### Exercise data
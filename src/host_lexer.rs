//! A minimal embedded stand-in for the "host-language lexical tokenizer"
//! spec §6 consumes as an opaque collaborator. A real compiler frontend
//! would plug its own lexer in here; since no concrete host language is
//! in scope for this crate, this module implements just enough of one to
//! answer the classifier's one question: does an anonymous function
//! opened by `fn` (or the paren-form `fn(`) close again with `end`
//! before the fragment runs out?
//!
//! It tokenizes identifiers (to spot `fn`/`end`), string and character
//! literals (so that `fn`/`end` spelled inside a string aren't mistaken
//! for keywords), and line comments starting with `#`. Everything else
//! is noise the classifier doesn't care about.

#[derive(Debug, Clone, Copy, PartialEq, Eq)]
pub enum HostTokenKind {
    Fn,
    FnParen,
    End,
    Other,
}

/// The identifiers this lexer treats as keywords. `fn` maps here too;
/// the `fn`-vs-`fn(` split happens separately, since it depends on the
/// character that follows rather than the spelling itself.
static KEYWORDS: phf::Map<&'static str, HostTokenKind> = phf::phf_map! {
    "fn" => HostTokenKind::Fn,
    "end" => HostTokenKind::End,
};

#[derive(Debug, Clone, Copy, PartialEq, Eq)]
pub struct HostToken {
    pub kind: HostTokenKind,
}

#[derive(thiserror::Error, Debug, Clone, Copy, PartialEq, Eq)]
pub enum HostLexError {
    #[error("unterminated string or character literal")]
    UnterminatedLiteral,
    #[error("unbalanced delimiters")]
    UnbalancedDelimiters,
}

fn is_ident_start(c: char) -> bool {
    c.is_alphabetic() || c == '_'
}

fn is_ident_continue(c: char) -> bool {
    is_ident_start(c) || c.is_ascii_digit()
}

/// Tokenizes `input` for the classifier's `->` disambiguation.
///
/// `relaxed` is the "terminator-checking disabled" flag spec §6 requires
/// the host tokenizer interface to accept: when `true` (the mode the
/// classifier always calls with), unbalanced brackets are tolerated
/// rather than rejected, since the classifier only needs relative
/// ordering of `fn`/`end`, never a balanced parse. An unterminated
/// string or character literal is always an error — relaxed mode has no
/// bearing on whether a quote eventually closes.
pub fn lex(input: &str, relaxed: bool) -> Result<Vec<HostToken>, HostLexError> {
    let mut tokens = Vec::new();
    let mut chars = input.chars().peekable();
    let mut open_delims: Vec<char> = Vec::new();

    while let Some(c) = chars.next() {
        match c {
            '#' => {
                for c in chars.by_ref() {
                    if c == '\n' {
                        break;
                    }
                }
            }
            '"' | '\'' => {
                let quote = c;
                let mut terminated = false;
                while let Some(c) = chars.next() {
                    if c == '\\' {
                        chars.next();
                        continue;
                    }
                    if c == quote {
                        terminated = true;
                        break;
                    }
                }
                if !terminated {
                    return Err(HostLexError::UnterminatedLiteral);
                }
            }
            '(' | '[' | '{' if !relaxed => open_delims.push(c),
            ')' | ']' | '}' if !relaxed => {
                let expected = match c {
                    ')' => '(',
                    ']' => '[',
                    _ => '{',
                };
                match open_delims.pop() {
                    Some(open) if open == expected => {}
                    _ => return Err(HostLexError::UnbalancedDelimiters),
                }
            }
            c if is_ident_start(c) => {
                let mut ident = String::new();
                ident.push(c);
                while let Some(&next) = chars.peek() {
                    if is_ident_continue(next) {
                        ident.push(next);
                        chars.next();
                    } else {
                        break;
                    }
                }

                let kind = match KEYWORDS.get(ident.as_str()) {
                    Some(HostTokenKind::Fn) if chars.peek() == Some(&'(') => HostTokenKind::FnParen,
                    Some(kind) => *kind,
                    None => HostTokenKind::Other,
                };
                tokens.push(HostToken { kind });
            }
            _ => {}
        }
    }

    if !relaxed && !open_delims.is_empty() {
        return Err(HostLexError::UnbalancedDelimiters);
    }

    Ok(tokens)
}
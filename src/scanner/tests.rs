use super::tokenize;
use crate::error::Error;
use crate::token::{Fragment, Marker, Options, Token};

fn expr(line: usize, marker: Option<char>, contents: &str) -> Token {
    Token::Expr(Fragment {
        line,
        marker: marker.map(Marker::new).unwrap_or(Marker::NONE),
        contents: contents.to_string(),
    })
}

fn start(line: usize, contents: &str) -> Token {
    Token::StartExpr(Fragment { line, marker: Marker::NONE, contents: contents.to_string() })
}

fn middle(line: usize, contents: &str) -> Token {
    Token::MiddleExpr(Fragment { line, marker: Marker::NONE, contents: contents.to_string() })
}

fn end(line: usize, contents: &str) -> Token {
    Token::EndExpr(Fragment { line, marker: Marker::NONE, contents: contents.to_string() })
}

#[test]
fn scenario_1_standalone_marked_expression() {
    let tokens = tokenize("hello <%= name %>!", 1, &Options::default()).unwrap();
    assert_eq!(
        tokens,
        vec![Token::Text("hello ".into()), expr(1, Some('='), " name "), Token::Text("!".into())]
    );
}

#[test]
fn scenario_2_if_do_end() {
    let tokens = tokenize("<% if x do %>A<% end %>", 1, &Options::default()).unwrap();
    assert_eq!(
        tokens,
        vec![start(1, " if x do "), Token::Text("A".into()), end(1, " end ")]
    );
}

#[test]
fn scenario_3_comment_emits_no_token() {
    let tokens = tokenize("<%# a comment %>after", 1, &Options::default()).unwrap();
    assert_eq!(tokens, vec![Token::Text("after".into())]);
}

#[test]
fn scenario_4_escape_sequence() {
    let tokens = tokenize("literal <%% kept", 1, &Options::default()).unwrap();
    assert_eq!(tokens, vec![Token::Text("literal <% kept".into())]);
}

#[test]
fn scenario_5_unterminated_fragment_is_an_error() {
    let err = tokenize("unterminated <% foo", 1, &Options::default()).unwrap_err();
    assert_eq!(err, Error::UnterminatedFragment { line: 1 });
}

#[test]
fn scenario_6_trim_elides_surrounding_blank_line() {
    let options = Options { trim: true, ..Options::default() };
    let tokens = tokenize("  <% x %>\nrest", 1, &options).unwrap();
    assert_eq!(tokens, vec![expr(1, None, " x "), Token::Text("rest".into())]);
}

#[test]
fn scenario_7_arrow_with_open_fn_starts_a_block() {
    let tokens = tokenize("<% Enum.map(xs, fn x -> %>E<% end) %>", 1, &Options::default()).unwrap();
    assert_eq!(
        tokens,
        vec![
            start(1, " Enum.map(xs, fn x -> "),
            Token::Text("E".into()),
            end(1, " end) "),
        ]
    );
}

#[test]
fn scenario_8_arrow_without_fn_is_a_middle_clause() {
    let tokens = tokenize("<% case v do %><% :a -> %>A<% end %>", 1, &Options::default()).unwrap();
    assert_eq!(
        tokens,
        vec![
            start(1, " case v do "),
            middle(1, " :a -> "),
            Token::Text("A".into()),
            end(1, " end "),
        ]
    );
}

#[test]
fn consecutive_text_runs_are_merged_and_never_empty() {
    // No fragment ever sits between these literal runs in the raw
    // source, so there's only ever one Text token to begin with — this
    // exercises that the scanner doesn't split on line boundaries.
    let tokens = tokenize("a\nb\nc", 1, &Options::default()).unwrap();
    assert_eq!(tokens, vec![Token::Text("a\nb\nc".into())]);
}

#[test]
fn empty_input_yields_no_tokens() {
    let tokens = tokenize("", 1, &Options::default()).unwrap();
    assert!(tokens.is_empty());
}

#[test]
fn starting_line_offsets_every_reported_line() {
    let tokens = tokenize("a\n<% x %>", 10, &Options::default()).unwrap();
    assert_eq!(tokens[1], expr(11, None, " x "));
}

#[test]
fn line_numbers_are_non_decreasing() {
    let source = "a\n<% x %>\nb\n<% if y do %>\nc\n<% end %>";
    let tokens = tokenize(source, 1, &Options::default()).unwrap();
    let lines: Vec<usize> = tokens
        .iter()
        .filter_map(|t| match t {
            Token::Text(_) => None,
            Token::Expr(f) | Token::StartExpr(f) | Token::MiddleExpr(f) | Token::EndExpr(f) => Some(f.line),
        })
        .collect();
    assert!(lines.windows(2).all(|w| w[0] <= w[1]));
}
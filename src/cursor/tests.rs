use super::Cursor;

#[test]
fn tracks_line_across_newlines() {
    let mut cursor = Cursor::new("a\nb\nc", 1);
    assert_eq!(cursor.line(), 1);
    cursor.bump();
    cursor.bump();
    assert_eq!(cursor.line(), 2);
    cursor.bump();
    cursor.bump();
    assert_eq!(cursor.line(), 3);
}

#[test]
fn starting_line_offsets_reported_line() {
    let mut cursor = Cursor::new("a\nb", 10);
    cursor.bump();
    cursor.bump();
    assert_eq!(cursor.line(), 11);
}

#[test]
fn starts_with_checks_multi_char_prefixes() {
    let cursor = Cursor::new("<%# comment %>", 1);
    assert!(cursor.starts_with("<%#"));
    assert!(cursor.starts_with("<%"));
    assert!(!cursor.starts_with("%>"));
}

#[test]
fn advance_past_consumes_exact_prefix() {
    let mut cursor = Cursor::new("<%= rest", 1);
    cursor.advance_past("<%");
    assert_eq!(cursor.first(), Some('='));
}

#[test]
fn is_empty_at_end_of_input() {
    let mut cursor = Cursor::new("x", 1);
    assert!(!cursor.is_empty());
    cursor.bump();
    assert!(cursor.is_empty());
    assert_eq!(cursor.bump(), None);
}
//! Tick consumers
//!
//! Each function takes the working copy of the snapshot and leaves it in a
//! fully resolved state: a movement step always ends with collision
//! evaluation and the rotation hint, so no caller can observe an agent
//! that moved without being checked.

use super::collision::{Impact, apply_impact, check_impact};
use super::obstacles;
use super::rng::GapRng;
use super::state::GameState;
use crate::config::SimConfig;

/// Collision + rotation hint, run at the end of every movement step
fn resolve_step(state: &mut GameState, config: &SimConfig) -> Option<Impact> {
    let impact = check_impact(
        &state.agent,
        &state.world,
        &state.pairs,
        config.obstacles.tolerance,
    );
    if let Some(impact) = impact {
        apply_impact(state, impact);
    }
    state.agent.update_rotation();
    check_invariants(state, config);
    impact
}

/// Physics tick: one fall step. No-op unless a round is in progress.
pub fn fall_step(state: &mut GameState, config: &SimConfig) -> Option<Impact> {
    if !state.is_started() {
        return None;
    }
    state.time_ticks += 1;
    state.agent.fall(config.agent.fall_distance);
    resolve_step(state, config)
}

/// Primary input during a round: one upward jump
pub fn fly_step(state: &mut GameState, config: &SimConfig) -> Option<Impact> {
    if !state.is_started() {
        return None;
    }
    state.agent.impulse(config.agent.fly_distance);
    resolve_step(state, config)
}

/// Obstacle tick: scroll and recycle. Returns the number of recycled gates.
pub fn scroll_step<R: GapRng + ?Sized>(state: &mut GameState, config: &SimConfig, rng: &mut R) -> usize {
    if !state.is_started() {
        return 0;
    }
    let recycled = obstacles::advance(state, config.obstacles.distance, rng);
    check_invariants(state, config);
    recycled
}

/// Combined physics tick for callers running obstacles and fall at one rate:
/// scroll first so the collision check sees this tick's gate positions.
pub fn tick<R: GapRng + ?Sized>(state: &mut GameState, config: &SimConfig, rng: &mut R) -> Option<Impact> {
    scroll_step(state, config, rng);
    fall_step(state, config)
}

/// Animation tick: advance the flap cycle while airborne
pub fn frame_step(state: &mut GameState) -> bool {
    if !state.agent.is_flying {
        return false;
    }
    state.agent.advance_frame();
    true
}

/// Structural invariants; any failure here is a simulation bug
pub fn check_invariants(state: &GameState, config: &SimConfig) {
    if !cfg!(debug_assertions) {
        return;
    }

    debug_assert_eq!(state.pairs.len(), config.obstacles.pair_count, "gate count changed");
    for (i, pair) in state.pairs.iter().enumerate() {
        debug_assert_eq!(
            pair.top.position.x, pair.bottom.position.x,
            "gate {} top/bottom x diverged",
            i
        );
        debug_assert_eq!(pair.top.size, pair.bottom.size, "gate {} halves differ in size", i);
        debug_assert!(
            pair.extension >= 0.0 && pair.extension <= state.geometry.extension_scale,
            "gate {} extension {} out of range",
            i,
            pair.extension
        );
    }

    debug_assert!(
        !(state.is_started() && !state.agent.is_flying),
        "grounded agent in a running round"
    );
    // Only the ground side: there is no ceiling collision, so an agent may
    // legitimately sit above y = 0.
    if state.is_started() {
        debug_assert!(
            state.agent.bottom() < state.world.height + config.obstacles.tolerance,
            "agent below ground without game over"
        );
    }
}
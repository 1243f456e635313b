//! Deterministic simulation module
//!
//! All gameplay logic lives here. This module must be pure and deterministic:
//! - Discrete steps only, no wall clock
//! - Injected RNG only
//! - Stable iteration order (gates keep their slot for the whole process)
//! - No rendering or platform dependencies

pub mod agent;
pub mod collision;
pub mod obstacles;
pub mod rng;
pub mod state;
pub mod tick;

pub use collision::{Impact, check_impact, ground_impact, pipe_impact};
pub use rng::{GapRng, PcgGapRng, ScriptedGapRng};
pub use state::{
    Agent, GamePhase, GameState, GateGeometry, Obstacle, ObstacleKey, ObstaclePair, Rotation, World,
};
pub use tick::{fall_step, fly_step, frame_step, scroll_step, tick};
//! Flappy Sim - simulation core for a side-scrolling avoidance game
//!
//! Core modules:
//! - `sim`: Deterministic simulation (agent physics, obstacles, collisions)
//! - `session`: Round state machine owning the committed snapshot
//! - `clock`: Virtual-time schedules for the physics and animation ticks
//! - `driver`: Dispatches schedule fires into the session
//! - `config`: Data-driven tunables

pub mod autopilot;
pub mod clock;
pub mod config;
pub mod driver;
pub mod error;
pub mod rounds;
pub mod session;
pub mod sim;

pub use config::SimConfig;
pub use driver::Driver;
pub use error::SimError;
pub use rounds::{RoundLog, RoundRecord};
pub use session::{InputOutcome, Session};

/// Game configuration constants
pub mod consts {
    /// Agent sprite dimensions
    pub const AGENT_WIDTH: f32 = 92.0;
    pub const AGENT_HEIGHT: f32 = 64.0;

    /// Fall step per physics tick (pixels) and the tick period (ms)
    pub const FALL_DISTANCE: f32 = 5.0;
    pub const FALL_DELAY_MS: u64 = 30;

    /// Upward jump per primary input (pixels)
    pub const FLY_DISTANCE: f32 = 75.0;

    /// Flap animation period (ms)
    pub const FLAP_DELAY_MS: u64 = 100;

    /// Number of obstacle pairs in the rolling set
    pub const PAIR_COUNT: usize = 4;
    /// Leftward scroll per obstacle tick (pixels)
    pub const OBSTACLE_DISTANCE: f32 = 5.0;
    pub const OBSTACLE_DELAY_MS: u64 = 50;

    /// Hitbox forgiveness margin (pixels)
    pub const TOLERANCE: f32 = 20.0;

    /// Viewports at or below this width count as mobile
    pub const MOBILE_MAX_WIDTH: f32 = 640.0;

    /// Number of frames in the flap cycle
    pub const FLAP_FRAMES: usize = 4;

    /// Safety cap on schedule fires handled per `Driver::advance` call
    pub const MAX_SUBSTEPS: u32 = 64;
}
######
Assignment
Exactly how many lines in the data above hold "FnParen"? State that number only.

Exercise output
2